#### Problem to solve
What lines below contain the string "compatible"? List them all.

Records from a collection:
┄┄┄┄┄┄
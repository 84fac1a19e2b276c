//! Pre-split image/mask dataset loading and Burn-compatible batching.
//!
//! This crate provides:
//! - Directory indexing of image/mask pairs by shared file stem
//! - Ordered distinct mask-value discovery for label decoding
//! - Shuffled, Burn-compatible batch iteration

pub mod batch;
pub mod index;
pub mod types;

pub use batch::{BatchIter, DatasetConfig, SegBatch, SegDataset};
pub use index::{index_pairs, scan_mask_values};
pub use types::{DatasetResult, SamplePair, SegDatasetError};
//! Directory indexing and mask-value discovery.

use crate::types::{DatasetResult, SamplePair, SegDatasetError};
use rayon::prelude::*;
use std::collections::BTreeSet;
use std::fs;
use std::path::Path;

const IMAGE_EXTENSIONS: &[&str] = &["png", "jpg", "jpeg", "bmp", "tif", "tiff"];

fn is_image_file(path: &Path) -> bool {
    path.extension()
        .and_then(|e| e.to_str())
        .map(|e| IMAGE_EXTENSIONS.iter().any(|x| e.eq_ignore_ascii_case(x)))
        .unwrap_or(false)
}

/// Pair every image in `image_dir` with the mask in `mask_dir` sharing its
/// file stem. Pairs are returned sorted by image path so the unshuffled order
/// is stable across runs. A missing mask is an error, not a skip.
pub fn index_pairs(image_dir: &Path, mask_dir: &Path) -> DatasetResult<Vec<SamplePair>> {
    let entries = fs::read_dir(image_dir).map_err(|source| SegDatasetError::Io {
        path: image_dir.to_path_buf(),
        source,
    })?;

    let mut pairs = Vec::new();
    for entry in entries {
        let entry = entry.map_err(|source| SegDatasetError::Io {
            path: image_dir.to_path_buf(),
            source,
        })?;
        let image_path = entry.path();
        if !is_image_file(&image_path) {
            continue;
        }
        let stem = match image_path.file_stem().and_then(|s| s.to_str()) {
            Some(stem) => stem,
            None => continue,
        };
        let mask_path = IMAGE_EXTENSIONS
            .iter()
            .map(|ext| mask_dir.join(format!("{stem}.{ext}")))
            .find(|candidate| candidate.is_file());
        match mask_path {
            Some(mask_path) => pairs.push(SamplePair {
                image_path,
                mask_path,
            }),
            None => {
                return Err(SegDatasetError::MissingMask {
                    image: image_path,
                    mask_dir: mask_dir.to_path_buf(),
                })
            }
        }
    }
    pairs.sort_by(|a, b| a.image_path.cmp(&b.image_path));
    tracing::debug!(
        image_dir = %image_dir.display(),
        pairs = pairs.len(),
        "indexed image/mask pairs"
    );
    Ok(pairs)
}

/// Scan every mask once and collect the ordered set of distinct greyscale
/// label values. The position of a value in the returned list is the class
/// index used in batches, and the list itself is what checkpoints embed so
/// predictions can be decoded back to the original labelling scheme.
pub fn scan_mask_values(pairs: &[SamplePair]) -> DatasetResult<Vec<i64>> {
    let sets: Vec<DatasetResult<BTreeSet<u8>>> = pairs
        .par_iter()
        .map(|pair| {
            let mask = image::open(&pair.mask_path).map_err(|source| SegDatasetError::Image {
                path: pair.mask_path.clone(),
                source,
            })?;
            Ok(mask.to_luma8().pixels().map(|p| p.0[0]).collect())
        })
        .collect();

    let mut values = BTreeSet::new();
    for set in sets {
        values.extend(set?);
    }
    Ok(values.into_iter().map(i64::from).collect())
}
┄┄┄┄┄┄
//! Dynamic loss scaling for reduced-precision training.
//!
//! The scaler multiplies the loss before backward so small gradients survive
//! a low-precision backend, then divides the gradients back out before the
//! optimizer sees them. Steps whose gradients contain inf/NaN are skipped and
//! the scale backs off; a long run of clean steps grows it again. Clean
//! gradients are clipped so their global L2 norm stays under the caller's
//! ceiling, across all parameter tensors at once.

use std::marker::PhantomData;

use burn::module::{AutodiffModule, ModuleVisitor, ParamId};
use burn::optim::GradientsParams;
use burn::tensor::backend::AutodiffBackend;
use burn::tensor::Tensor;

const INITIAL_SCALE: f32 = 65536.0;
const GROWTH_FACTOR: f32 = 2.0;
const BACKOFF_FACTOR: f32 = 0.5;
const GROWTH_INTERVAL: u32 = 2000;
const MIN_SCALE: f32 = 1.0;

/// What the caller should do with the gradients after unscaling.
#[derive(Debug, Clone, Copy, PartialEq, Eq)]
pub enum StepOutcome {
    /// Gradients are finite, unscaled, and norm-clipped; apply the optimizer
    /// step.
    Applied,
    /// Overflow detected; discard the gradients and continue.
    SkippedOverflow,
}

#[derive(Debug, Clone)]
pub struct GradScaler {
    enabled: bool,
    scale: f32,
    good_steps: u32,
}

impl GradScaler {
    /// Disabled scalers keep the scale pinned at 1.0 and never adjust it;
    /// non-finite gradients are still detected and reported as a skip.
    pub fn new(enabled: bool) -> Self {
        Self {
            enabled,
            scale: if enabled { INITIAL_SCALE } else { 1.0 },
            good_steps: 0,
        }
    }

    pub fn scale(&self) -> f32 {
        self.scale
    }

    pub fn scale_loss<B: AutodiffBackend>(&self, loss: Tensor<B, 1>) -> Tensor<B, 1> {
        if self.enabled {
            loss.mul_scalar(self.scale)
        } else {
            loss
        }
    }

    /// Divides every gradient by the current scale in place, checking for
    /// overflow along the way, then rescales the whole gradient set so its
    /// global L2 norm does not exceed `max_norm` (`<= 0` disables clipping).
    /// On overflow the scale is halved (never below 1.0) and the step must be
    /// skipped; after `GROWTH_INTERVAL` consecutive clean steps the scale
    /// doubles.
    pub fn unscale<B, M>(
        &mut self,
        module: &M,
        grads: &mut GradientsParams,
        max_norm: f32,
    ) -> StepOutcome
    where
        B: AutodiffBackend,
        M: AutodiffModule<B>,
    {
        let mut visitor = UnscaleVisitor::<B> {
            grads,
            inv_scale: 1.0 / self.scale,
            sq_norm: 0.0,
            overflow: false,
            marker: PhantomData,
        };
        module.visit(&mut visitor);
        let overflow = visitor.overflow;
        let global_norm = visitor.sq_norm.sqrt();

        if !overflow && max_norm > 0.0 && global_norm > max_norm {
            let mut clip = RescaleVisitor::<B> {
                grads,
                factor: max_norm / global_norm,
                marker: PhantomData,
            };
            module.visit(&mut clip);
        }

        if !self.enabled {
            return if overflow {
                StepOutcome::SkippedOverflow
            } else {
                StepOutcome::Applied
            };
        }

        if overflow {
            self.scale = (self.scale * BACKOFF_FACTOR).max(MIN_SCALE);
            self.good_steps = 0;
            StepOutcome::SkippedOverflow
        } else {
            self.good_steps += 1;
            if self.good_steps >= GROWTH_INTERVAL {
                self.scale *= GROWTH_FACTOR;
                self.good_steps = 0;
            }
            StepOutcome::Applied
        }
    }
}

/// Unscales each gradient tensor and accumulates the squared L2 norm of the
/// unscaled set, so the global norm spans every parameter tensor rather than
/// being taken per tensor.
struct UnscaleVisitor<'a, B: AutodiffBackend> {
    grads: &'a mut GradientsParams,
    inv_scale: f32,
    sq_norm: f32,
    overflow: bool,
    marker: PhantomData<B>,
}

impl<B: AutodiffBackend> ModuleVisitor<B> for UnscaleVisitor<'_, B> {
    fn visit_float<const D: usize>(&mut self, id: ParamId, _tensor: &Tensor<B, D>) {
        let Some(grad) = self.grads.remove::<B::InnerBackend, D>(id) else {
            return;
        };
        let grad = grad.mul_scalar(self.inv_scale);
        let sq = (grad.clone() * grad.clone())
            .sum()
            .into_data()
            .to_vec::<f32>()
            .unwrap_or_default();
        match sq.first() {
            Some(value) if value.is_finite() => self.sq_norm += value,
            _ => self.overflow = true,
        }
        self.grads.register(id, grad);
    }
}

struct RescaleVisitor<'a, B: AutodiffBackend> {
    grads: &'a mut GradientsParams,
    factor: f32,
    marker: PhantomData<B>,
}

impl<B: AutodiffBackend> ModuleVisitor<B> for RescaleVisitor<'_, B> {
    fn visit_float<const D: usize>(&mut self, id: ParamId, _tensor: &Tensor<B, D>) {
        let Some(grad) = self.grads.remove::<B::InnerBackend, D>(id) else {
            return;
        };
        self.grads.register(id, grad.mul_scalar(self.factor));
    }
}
┄┄┄┄┄┄
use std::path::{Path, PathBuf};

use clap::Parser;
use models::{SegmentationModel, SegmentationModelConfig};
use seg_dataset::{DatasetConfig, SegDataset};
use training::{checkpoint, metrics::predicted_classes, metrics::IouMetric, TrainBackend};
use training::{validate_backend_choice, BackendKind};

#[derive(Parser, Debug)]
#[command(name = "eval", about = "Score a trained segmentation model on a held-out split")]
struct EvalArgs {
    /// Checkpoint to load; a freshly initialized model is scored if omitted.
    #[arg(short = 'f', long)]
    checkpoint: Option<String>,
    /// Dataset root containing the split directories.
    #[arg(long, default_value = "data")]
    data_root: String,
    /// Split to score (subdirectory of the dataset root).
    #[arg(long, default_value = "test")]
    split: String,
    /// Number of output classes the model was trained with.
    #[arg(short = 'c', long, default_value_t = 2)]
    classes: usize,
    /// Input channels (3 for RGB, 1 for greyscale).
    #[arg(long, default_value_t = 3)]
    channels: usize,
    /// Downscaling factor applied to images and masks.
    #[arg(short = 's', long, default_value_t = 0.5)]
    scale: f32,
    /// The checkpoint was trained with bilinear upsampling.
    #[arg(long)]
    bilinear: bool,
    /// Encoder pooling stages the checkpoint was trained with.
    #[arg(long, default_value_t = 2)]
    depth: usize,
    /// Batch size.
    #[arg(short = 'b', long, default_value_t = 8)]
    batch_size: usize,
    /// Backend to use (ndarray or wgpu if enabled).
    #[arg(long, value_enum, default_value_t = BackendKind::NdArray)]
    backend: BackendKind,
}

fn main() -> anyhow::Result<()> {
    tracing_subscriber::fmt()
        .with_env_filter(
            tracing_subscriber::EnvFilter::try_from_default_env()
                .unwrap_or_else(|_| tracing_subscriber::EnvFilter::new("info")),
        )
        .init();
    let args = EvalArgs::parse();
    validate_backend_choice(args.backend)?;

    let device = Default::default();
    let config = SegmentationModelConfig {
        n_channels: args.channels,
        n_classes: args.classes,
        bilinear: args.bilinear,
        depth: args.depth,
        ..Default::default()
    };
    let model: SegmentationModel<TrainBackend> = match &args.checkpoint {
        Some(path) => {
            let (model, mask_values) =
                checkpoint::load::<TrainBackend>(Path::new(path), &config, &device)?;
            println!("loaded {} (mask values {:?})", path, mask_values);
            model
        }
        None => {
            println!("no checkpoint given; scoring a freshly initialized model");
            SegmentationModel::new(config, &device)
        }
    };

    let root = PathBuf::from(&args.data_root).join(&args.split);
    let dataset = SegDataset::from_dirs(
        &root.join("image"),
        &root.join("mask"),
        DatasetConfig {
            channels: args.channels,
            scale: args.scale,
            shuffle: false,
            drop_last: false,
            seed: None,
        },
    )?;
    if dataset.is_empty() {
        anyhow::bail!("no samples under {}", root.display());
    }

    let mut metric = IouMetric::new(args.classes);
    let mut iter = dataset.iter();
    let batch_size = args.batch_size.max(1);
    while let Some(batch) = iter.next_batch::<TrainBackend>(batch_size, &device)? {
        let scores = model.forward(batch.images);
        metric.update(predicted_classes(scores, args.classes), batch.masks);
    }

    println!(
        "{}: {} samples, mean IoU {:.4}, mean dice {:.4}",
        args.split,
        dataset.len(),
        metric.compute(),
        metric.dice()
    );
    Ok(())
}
┄┄┄┄┄┄
#### Response to this exercise
//! Pre-split image/mask dataset loading and Burn-compatible batching.
//! - Shuffled, Burn-compatible batch iteration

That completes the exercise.